→ ASSIGNMENT: Start with the first line of the records below. Output each line exactly, ending with the one that contains "at the end.".
======== SOURCE MATERIAL ========
impl Dbm {
    fn idx(&self, i: usize, j: usize) -> usize {
        debug_assert!(i < self.dim && j < self.dim);
        i * self.dim + j
    }

    pub fn dim(&self) -> usize {
        self.dim
    }

    pub fn is_empty(&self) -> bool {
        self.empty
    }

    /// `DBM[i,j]`. Reading an empty zone's entries is a programming error.
    pub fn get(&self, i: usize, j: usize) -> Bound {
        assert!(!self.empty, "cannot read entries of the empty zone");
        self.entries[self.idx(i, j)]
    }

    fn set(&mut self, i: usize, j: usize, b: Bound) {
        let idx = self.idx(i, j);
        self.entries[idx] = b;
    }

    /// Direct entry write bypassing `constrain`'s incremental re-tightening,
    /// for callers (e.g. [`crate::refdbm::RefDbm::to_dbm`]) that build up a
    /// matrix entry-by-entry and re-tighten once at the end.
    pub(crate) fn force_set(&mut self, i: usize, j: usize, b: Bound) {
        self.set(i, j, b);
    }

    /// `universal(dbm, dim)`: every bound is `+∞` except the diagonal.
    pub fn universal(dim: usize) -> Dbm {
        assert!(dim >= 1);
        let mut entries = vec![LT_INFINITY; dim * dim];
        for i in 0..dim {
            entries[i * dim + i] = LE_ZERO;
        }
        Dbm { dim, entries, empty: false }
    }

    /// `universal_positive`: universal, additionally `DBM[0,i] = LE_ZERO`.
    pub fn universal_positive(dim: usize) -> Dbm {
        let mut d = Dbm::universal(dim);
        for i in 1..dim {
            d.set(0, i, LE_ZERO);
        }
        d
    }

    /// `zero`: every bound is `LE_ZERO` (the single valuation where every clock is 0).
    pub fn zero(dim: usize) -> Dbm {
        assert!(dim >= 1);
        Dbm { dim, entries: vec![LE_ZERO; dim * dim], empty: false }
    }

    /// The unique representative of the empty zone.
    pub fn empty(dim: usize) -> Dbm {
        assert!(dim >= 1);
        let mut entries = vec![LT_INFINITY; dim * dim];
        entries[0] = Bound::finite(Cmp::Lt, 0);
        Dbm { dim, entries, empty: true }
    }

    pub fn is_universal(&self) -> bool {
        if self.empty {
            return false;
        }
        (0..self.dim).all(|i| {
            (0..self.dim).all(|j| {
                if i == j {
                    self.get(i, j) == LE_ZERO
                } else {
                    self.get(i, j) == LT_INFINITY
                }
            })
        })
    }

    pub fn is_positive(&self) -> bool {
        !self.empty && (1..self.dim).all(|i| self.get(0, i) <= LE_ZERO)
    }

    pub fn is_universal_positive(&self) -> bool {
        if self.empty {
            return false;
        }
        (1..self.dim).all(|i| self.get(0, i) == LE_ZERO)
            && (1..self.dim).all(|i| self.get(i, 0) == LT_INFINITY)
            && (0..self.dim).all(|i| self.get(i, i) == LE_ZERO)
    }

    /// Diagonal zero and every `DBM[i,k] <= DBM[i,j]+DBM[j,k]`; cheap to
    /// call from `debug_assert!` at the top of every public operation.
    pub fn is_tight(&self) -> bool {
        if self.empty {
            return true;
        }
        let n = self.dim;
        for i in 0..n {
            if self.get(i, i) != LE_ZERO {
                return false;
            }
        }
        for i in 0..n {
            for j in 0..n {
                for k in 0..n {
                    let direct = self.get(i, k);
                    let via = match self.get(i, j).checked_add(self.get(j, k)) {
                        Ok(b) => b,
                        Err(Overflow) => continue,
                    };
                    if direct > via {
                        return false;
                    }
                }
            }
        }
        true
    }

    /// Floyd–Warshall closure. Returns `Err(Overflow)` if any addition along
    /// the way overflows; on success the DBM has been replaced in place
    /// with its canonical form, or with [`Dbm::empty`] if a negative cycle
    /// was found on the diagonal.
    pub fn tighten(&mut self) -> Result<(), Overflow> {
        if self.empty {
            return Ok(());
        }
        if !crate::matrix::tighten(&mut self.entries, self.dim)? {
            *self = Dbm::empty(self.dim);
        }
        Ok(())
    }

    /// Intersects with `x_i - x_j <cmp> k`, re-tightening incrementally
    /// through `(i,j)` only (Bellman-Ford-style single-source relaxation),
    /// rather than a full Floyd–Warshall pass.
    pub fn constrain(&mut self, i: usize, j: usize, cmp: Cmp, k: i32) -> Result<(), Overflow> {
        if self.empty {
            return Ok(());
        }
        let new_bound = Bound::finite(cmp, k);
        if !crate::matrix::constrain_incremental(&mut self.entries, self.dim, i, j, new_bound)? {
            *self = Dbm::empty(self.dim);
        }
        Ok(())
    }

    /// Folds [`Dbm::constrain`] over a container of constraints, short-circuiting
    /// (without further work) as soon as the zone becomes empty.
    pub fn constrain_all(&mut self, cs: &[Constraint]) -> Result<(), Overflow> {
        for c in cs {
            if self.empty {
                break;
            }
            self.constrain(c.i, c.j, c.cmp, c.k)?;
        }
        Ok(())
    }

    /// `is_le(a,b)`: elementwise `a[i,j] <= b[i,j]`. The empty zone is
    /// included in (but never includes) every non-empty zone.
    pub fn is_le(&self, other: &Dbm) -> bool {
        assert_eq!(self.dim, other.dim);
        if self.empty {
            return true;
        }
        if other.empty {
            return false;
        }
        (0..self.dim * self.dim).all(|idx| self.entries[idx] <= other.entries[idx])
    }

    pub fn is_equal(&self, other: &Dbm) -> bool {
        self == other
    }

    /// `x := y + k`. Implements policies (a)/(b)/(c) of spec §4.1: copy the
    /// row/column of the reset's source shifted by `k`, or no-op for the
    /// `y == x, k == 0` identity case. The result stays tight without a
    /// fresh closure: every new entry through `x` was derived from an
    /// already-tight row/column.
    pub fn reset(&mut self, x: usize, y: usize, k: i32) -> Result<(), Overflow> {
        if self.empty {
            return Ok(());
        }
        if y == x && k == 0 {
            return Ok(());
        }
        let shift_pos = Bound::finite(Cmp::Le, k);
        let shift_neg = Bound::finite(Cmp::Le, -k);
        let n = self.dim;
        let mut new_row = vec![LT_INFINITY; n];
        let mut new_col = vec![LT_INFINITY; n];
        for z in 0..n {
            new_row[z] = self.get(y, z).checked_add(shift_pos)?;
            new_col[z] = shift_neg.checked_add(self.get(z, y))?;
        }
        for z in 0..n {
            self.set(x, z, new_row[z]);
            self.set(z, x, new_col[z]);
        }
        self.set(x, x, LE_ZERO);
        Ok(())
    }

    /// Time-elapse: clocks may grow without bound. `DBM[i,0] = +inf` for
    /// `i > 0`; lower bounds (`DBM[0,i]`) are untouched. Already tight.
    pub fn open_up(&mut self) {
        if self.empty {
            return;
        }
        for i in 1..self.dim {
            self.set(i, 0, LT_INFINITY);
        }
    }

    /// Time-predecessor: `DBM[0,i] = LE_ZERO` for `i > 0`, then re-tighten.
    pub fn open_down(&mut self) -> Result<(), Overflow> {
        if self.empty {
            return Ok(());
        }
        for i in 1..self.dim {
            self.set(0, i, LE_ZERO);
        }
        self.tighten()
    }

    /// `extra_lu(d, L, U)`: drop any bound on row `i` that exceeds `L[i]`
    /// (lower-bound information lost above the clock's maximal lower
    /// constant), and any bound on column `j` below `-U[j]`, then
    /// re-tighten. Missing bounds are treated as `-inf`, abstracting that
    /// row/column to universal.
    pub fn extra_lu(&mut self, l: &[i32], u: &[i32]) -> Result<(), Overflow> {
        self.extra_lu_impl(l, u, false)
    }

    /// Strictly coarser variant additionally abstracting rows against `U`
    /// and columns against `L`.
    pub fn extra_lu_plus(&mut self, l: &[i32], u: &[i32]) -> Result<(), Overflow> {
        self.extra_lu_impl(l, u, true)
    }

    pub fn extra_m(&mut self, m: &[i32]) -> Result<(), Overflow> {
        self.extra_lu(m, m)
    }

    pub fn extra_m_plus(&mut self, m: &[i32]) -> Result<(), Overflow> {
        self.extra_lu_plus(m, m)
    }

    fn extra_lu_impl(&mut self, l: &[i32], u: &[i32], plus: bool) -> Result<(), Overflow> {
        if self.empty {
            return Ok(());
        }
        let n = self.dim;
        let bound_l = |i: usize| if i == 0 { 0 } else { *l.get(i - 1).unwrap_or(&i32::MIN) };
        let bound_u = |i: usize| if i == 0 { 0 } else { *u.get(i - 1).unwrap_or(&i32::MIN) };
        for i in 0..n {
            for j in 0..n {
                if i == j {
                    continue;
                }
                let dij = self.get(i, j);
                if dij.is_infinity() {
                    continue;
                }
                let li = bound_l(i);
                if li == i32::MIN || dij.value() > li {
                    self.set(i, j, LT_INFINITY);
                    continue;
                }
                if j != 0 {
                    let uj = bound_u(j);
                    if uj == i32::MIN || dij < Bound::finite(Cmp::Lt, -uj) {
                        self.set(i, j, Bound::finite(Cmp::Lt, -uj));
                        continue;
                    }
                }
                if plus {
                    let ui = bound_u(i);
                    if i != 0 && (ui == i32::MIN || dij.value() > ui) {
                        self.set(i, j, LT_INFINITY);
                        continue;
                    }
                    let lj = bound_l(j);
                    if lj == i32::MIN || dij < Bound::finite(Cmp::Lt, -lj) {
                        self.set(i, j, Bound::finite(Cmp::Lt, -lj));
                    }
                }
            }
        }
        self.tighten()
    }

    /// aLU-inclusion (spec §4.6, item 2/3): `self ⊆ Extra-LU(other, L, U)`.
    /// Materialises the abstraction of `other` rather than applying the
    /// pointwise bound-comparison shortcut the literature favours for
    /// performance — correct and far simpler to get right, at the cost of
    /// one extra clone+closure per covering check (see DESIGN.md).
    pub fn alu_le(&self, other: &Dbm, l: &[i32], u: &[i32]) -> bool {
        let mut widened = other.clone();
        widened.extra_lu(l, u).expect("alu_le operands must already be finite/consistent");
        self.is_le(&widened)
    }

    /// aM-inclusion (spec §4.6, item 4): the degenerate aLU case `L == U == m`.
    pub fn am_le(&self, other: &Dbm, m: &[i32]) -> bool {
        self.alu_le(other, m, m)
    }

    /// The canonical conjunction of constraints: one per pair whose bound
    /// is finite and not implied by a shorter path (i.e. genuinely part of
    /// the tight form's non-redundant presentation — here, simply every
    /// finite off-diagonal entry, since a tight DBM has already removed
    /// redundancy by construction).
    pub fn to_constraints(&self) -> Vec<Constraint> {
        if self.empty {
            return Vec::new();
        }
        let mut out = Vec::new();
        for i in 0..self.dim {
            for j in 0..self.dim {
                if i == j {
                    continue;
                }
                let b = self.get(i, j);
                if !b.is_infinity() {
                    out.push(Constraint::new(i, j, b.cmp_kind(), b.value()));
                }
            }
        }
        out
    }

    /// One concrete integer point of the zone. Clocks are pinned one at a
    /// time, lowest index first, to their tightest current lower bound
    /// against the reference clock, re-running [`Dbm::constrain`] on the
    /// working copy after each pin so every later clock's lower bound has
    /// already absorbed the inter-clock (`DBM[i,j]`, `i,j>0`) constraints
    /// implied by the pins before it — a plain row-0 read would miss those
    /// and could hand back a point a strict difference constraint excludes.
    /// Meaningless on an empty zone.
    pub fn sample(&self) -> Option<Vec<i32>> {
        if self.empty {
            return None;
        }
        let mut working = self.clone();
        let mut v = vec![0i32; self.dim];
        for i in 1..self.dim {
            let b = working.get(0, i);
            let lower = if b.is_infinity() {
                0
            } else {
                match b.cmp_kind() {
                    Cmp::Le => (-b.value()).max(0),
                    Cmp::Lt => (-b.value() + 1).max(0),
                }
            };
            v[i] = lower;
            working.constrain(i, 0, Cmp::Le, lower).ok()?;
            working.constrain(0, i, Cmp::Le, -lower).ok()?;
            if working.is_empty() {
                return None;
            }
        }
        Some(v)
    }
}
========
→ WRITTEN ANSWER:
impl Dbm {
    fn idx(&self, i: usize, j: usize) -> usize {
        debug_assert!(i < self.dim && j < self.dim);
        i * self.dim + j
    }

    pub fn dim(&self) -> usize {
        self.dim
    }

    pub fn is_empty(&self) -> bool {
        self.empty
    }

    /// `DBM[i,j]`. Reading an empty zone's entries is a programming error.
    pub fn get(&self, i: usize, j: usize) -> Bound {
        assert!(!self.empty, "cannot read entries of the empty zone");
        self.entries[self.idx(i, j)]
    }

    fn set(&mut self, i: usize, j: usize, b: Bound) {
        let idx = self.idx(i, j);
        self.entries[idx] = b;
    }

    /// Direct entry write bypassing `constrain`'s incremental re-tightening,
    /// for callers (e.g. [`crate::refdbm::RefDbm::to_dbm`]) that build up a
    /// matrix entry-by-entry and re-tighten once at the end.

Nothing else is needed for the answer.